En la antigua Grecia, hasta los mismísimos dioses dependían de la fortuna. Hoy nadie duda de que para lograr una vida buena se requiera inteligencia, carácter y sensibilidad, pero casi siempre nos negamos a aceptar ese otro factor: el azar, la suerte, la fortuna. Y es que no es fácil aceptar que la vida depende de algo tan trivial como el azar. El ser humano quiere creer que tiene control sobre su vida.

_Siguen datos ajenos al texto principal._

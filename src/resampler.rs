//! Budgeted downsampling.
//!
//! The source is read in chunks of consecutive z slices. Each chunk is
//! averaged into a single slice, which is then resized in-plane to the
//! target dimensions of the [`DownsamplePlan`].

use ndarray::{Array2, Array3, Axis};
use rayon::prelude::*;
use serde::{Deserialize, Serialize};
use tracing::{debug, warn};

use crate::enums::DownsampleStrategy;
use crate::formats::SliceSource;
use crate::geometry::{DownsamplePlan, compute_magnification};
use crate::interpolator::Interpolator;
use crate::progress::{ChunkCounter, ProgressSink};
use crate::volume::Volume;
use crate::volume_loader::ReadError;

pub const DEFAULT_TARGET_SIZE: u64 = 512 * 512 * 512;

#[derive(Clone, Copy, Debug, PartialEq, Eq, Serialize, Deserialize)]
#[serde(default)]
pub struct ResampleOptions {
    /// Voxel budget of the output volume
    pub target_size: u64,
    pub strategy: DownsampleStrategy,
    /// Fail instead of warning when a single voxel per slice still
    /// exceeds the budget
    pub strict_budget: bool,
}

impl Default for ResampleOptions {
    fn default() -> Self {
        Self {
            target_size: DEFAULT_TARGET_SIZE,
            strategy: DownsampleStrategy::default(),
            strict_budget: false,
        }
    }
}

impl ResampleOptions {
    pub fn with_target_size(mut self, target_size: u64) -> Self {
        self.target_size = target_size;
        self
    }

    pub fn with_strategy(mut self, strategy: DownsampleStrategy) -> Self {
        self.strategy = strategy;
        self
    }

    pub fn with_strict_budget(mut self, strict_budget: bool) -> Self {
        self.strict_budget = strict_budget;
        self
    }

    pub fn plan(&self, source: &dyn SliceSource) -> Result<DownsamplePlan, ReadError> {
        let shape = source.shape();
        Ok(compute_magnification(
            self.target_size,
            shape.voxel_count(),
            shape,
            self.strategy,
        )?)
    }
}

/// Read `source` whole, in chunks so progress can be reported.
pub fn read_full(source: &dyn SliceSource, progress: &dyn ProgressSink) -> Result<Volume, ReadError> {
    let shape = source.shape();
    let step = shape.z().div_ceil(16).max(1);
    let ranges: Vec<_> = (0..shape.z())
        .step_by(step)
        .map(|start| start..(start + step).min(shape.z()))
        .collect();

    let counter = ChunkCounter::new(ranges.len(), progress);
    let chunks = ranges
        .into_iter()
        .map(|range| {
            let chunk = source.read_slices(range);
            counter.finish_one();
            chunk
        })
        .collect::<Result<Vec<_>, _>>()?;
    let views: Vec<_> = chunks.iter().map(|chunk| chunk.view()).collect();
    let data = ndarray::concatenate(Axis(0), &views)?;

    Ok(Volume::new(data, source.spacing())
        .with_origin(source.origin())
        .with_element_type(source.element_type()))
}

/// Downsample `source` so that it holds at most `options.target_size`
/// voxels. Sources that already fit are read unchanged.
pub fn resample(
    source: &dyn SliceSource,
    options: &ResampleOptions,
    progress: &dyn ProgressSink,
) -> Result<Volume, ReadError> {
    let plan = options.plan(source)?;
    if !plan.downsample() {
        debug!(shape = ?plan.source_shape(), "source fits the budget, reading in full");
        return read_full(source, progress);
    }

    if let Err(err) = plan.check_budget(options.target_size) {
        if options.strict_budget {
            return Err(err.into());
        }
        warn!("{err}; continuing with the smallest possible volume");
    }

    let target = plan.target_shape();
    debug!(
        source = ?plan.source_shape(),
        ?target,
        slice_per_chunk = plan.slice_per_chunk(),
        magnification = plan.xy_magnification(),
        "resampling"
    );

    let ranges: Vec<_> = plan.chunk_ranges().collect();
    let counter = ChunkCounter::new(ranges.len(), progress);
    let slices = ranges
        .into_par_iter()
        .map(|range| {
            let chunk = source.read_slices(range)?;
            let mean = Interpolator::mean_slice(&chunk.view());
            let resized = Interpolator::resize_bilinear(&mean.view(), target.y(), target.x());
            counter.finish_one();
            Ok(resized)
        })
        .collect::<Result<Vec<Array2<f32>>, ReadError>>()?;

    let mut data = Array3::zeros(target.dim());
    for (mut out, slice) in data.outer_iter_mut().zip(&slices) {
        out.assign(slice);
    }

    let factors = plan.spacing_factors();
    let spacing = source.spacing();
    let spacing = std::array::from_fn(|i| spacing[i] * factors[i]);

    Ok(Volume::new(data, spacing)
        .with_origin(source.origin())
        .with_element_type(source.element_type()))
}

#[cfg(test)]
mod tests {
    use super::*;
    use crate::enums::ElementType;
    use crate::geometry::Shape3;
    use std::ops::Range;
    use std::sync::Mutex;

    /// In-memory source whose voxel at `[z, y, x]` holds `z`.
    struct SliceIndex {
        shape: Shape3,
    }

    impl SliceSource for SliceIndex {
        fn shape(&self) -> Shape3 {
            self.shape
        }

        fn element_type(&self) -> ElementType {
            ElementType::U16
        }

        fn spacing(&self) -> [f64; 3] {
            [0.5, 0.5, 1.0]
        }

        fn read_slices(&self, z: Range<usize>) -> Result<Array3<f32>, ReadError> {
            let start = z.start;
            Ok(Array3::from_shape_fn(
                (z.len(), self.shape.y(), self.shape.x()),
                |(k, _, _)| (start + k) as f32,
            ))
        }
    }

    #[test]
    fn isotropic_resample_averages_chunks() {
        let source = SliceIndex {
            shape: Shape3::new(20, 20, 20).unwrap(),
        };
        let options = ResampleOptions::default().with_target_size(1000);
        let volume = resample(&source, &options, &crate::progress::NoProgress).unwrap();

        assert_eq!(volume.shape(), [10, 10, 10]);
        assert!(volume.voxel_count() <= 1000);
        // chunk 0 holds slices 0 and 1
        assert!((volume.data()[[0, 3, 3]] - 0.5).abs() < 1e-4);
        assert!((volume.data()[[9, 0, 0]] - 18.5).abs() < 1e-4);
        assert_eq!(volume.spacing(), [1.0, 1.0, 2.0]);
        assert_eq!(volume.element_type(), ElementType::U16);
    }

    #[test]
    fn preserve_slices_keeps_every_slice() {
        let source = SliceIndex {
            shape: Shape3::new(20, 20, 20).unwrap(),
        };
        let options = ResampleOptions::default()
            .with_target_size(1000)
            .with_strategy(DownsampleStrategy::PreserveSlices);
        let volume = resample(&source, &options, &crate::progress::NoProgress).unwrap();
        assert_eq!(volume.shape(), [7, 7, 20]);
        assert!((volume.data()[[13, 2, 2]] - 13.0).abs() < 1e-4);
    }

    #[test]
    fn small_sources_are_read_unchanged() {
        let source = SliceIndex {
            shape: Shape3::new(4, 3, 2).unwrap(),
        };
        let seen = Mutex::new(Vec::new());
        let sink = |fraction: f32| seen.lock().unwrap().push(fraction);
        let volume = resample(&source, &ResampleOptions::default(), &sink).unwrap();
        assert_eq!(volume.shape(), [4, 3, 2]);
        assert_eq!(volume.spacing(), [0.5, 0.5, 1.0]);
        assert_eq!(seen.lock().unwrap().last(), Some(&1.0));
    }

    #[test]
    fn strict_budget_rejects_unreachable_targets() {
        let source = SliceIndex {
            shape: Shape3::new(4, 4, 50).unwrap(),
        };
        let options = ResampleOptions::default()
            .with_target_size(10)
            .with_strategy(DownsampleStrategy::PreserveSlices);
        let lenient = resample(&source, &options, &crate::progress::NoProgress).unwrap();
        assert_eq!(lenient.shape(), [1, 1, 50]);

        let strict = resample(&source, &options.with_strict_budget(true), &crate::progress::NoProgress);
        assert!(matches!(
            strict,
            Err(ReadError::Geometry(crate::geometry::GeometryError::BudgetTooSmall { .. }))
        ));
    }

    #[test]
    fn strict_isotropic_budget_holds_for_long_thin_volumes() {
        let source = SliceIndex {
            shape: Shape3::new(2, 2, 1000).unwrap(),
        };
        let options = ResampleOptions::default().with_target_size(100).with_strict_budget(true);
        let volume = resample(&source, &options, &crate::progress::NoProgress).unwrap();
        assert_eq!(volume.shape(), [1, 1, 100]);
        // slices 0..10 average to 4.5
        assert!((volume.data()[[0, 0, 0]] - 4.5).abs() < 1e-4);
        assert_eq!(volume.spacing(), [1.0, 1.0, 10.0]);
    }
}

Recuerdo haberle preguntado a Mario Molina por qué había decidido investigar el ozono. Se quedó pensando y me dijo: “bueno, uno investiga una cosa y luego investiga otra y uno va investigando diferentes aspectos, diferentes partículas, y sucedió que el ozono tenía una importancia crucial”. De modo parecido una amiga arqueóloga y restauradora me decía: “Hay quien pasa su vida entera excavando y nunca encuentra nada. Hay quien levanta una piedra y descubre un mundo entero”.
Claro, también ahí está Heinrich Schliemann: con todo en contra, estudió y estudió y dijo: ahí tiene que estar Troya ¡y ahí estaba! Pero el papel del azar es tan importante que un genio como él puede morir por un resbalón y no llegar a ser quien era.
Del mismo modo, una persona cualquiera puede toparse con circunstancias que ayuden a obtener de sí todas las cualidades positivas que le habitan y le conduzcan a potenciar sus capacidades y llevar a acto lo que solo era en potencia.
No nos gusta el azar, pero está ahí, a cada paso. Durante la pandemia hay quien perdió la vida por un saludo; hay quien tomó aviones y viajó alrededor del mundo para contagiarse solo de manera ya tardía, cuando la enfermedad no representaba el mismo riesgo que antes.
Quizá sea la soberbia la que no nos permite aceptar el azar. No es lo mismo creer que nuestro destino depende de la furia o el amor de los dioses que viven por supuesto pendientes de nuestras vidas, a concebirnos como pequeños grupos de hormigas que con un descuidado pisotón, están perdidas.
Pero ¿no acaso somos pequeñas hormigas que, con que la tierra se reacomode, estamos en efecto, perdidas? Quizá aceptar el azar sea cuestión de una cierta humildad: la de reconocernos no a merced de un dios, sino de la caprichosa vida.
No cabe duda: los dioses olímpicos siempre fueron un espejo de la humanidad.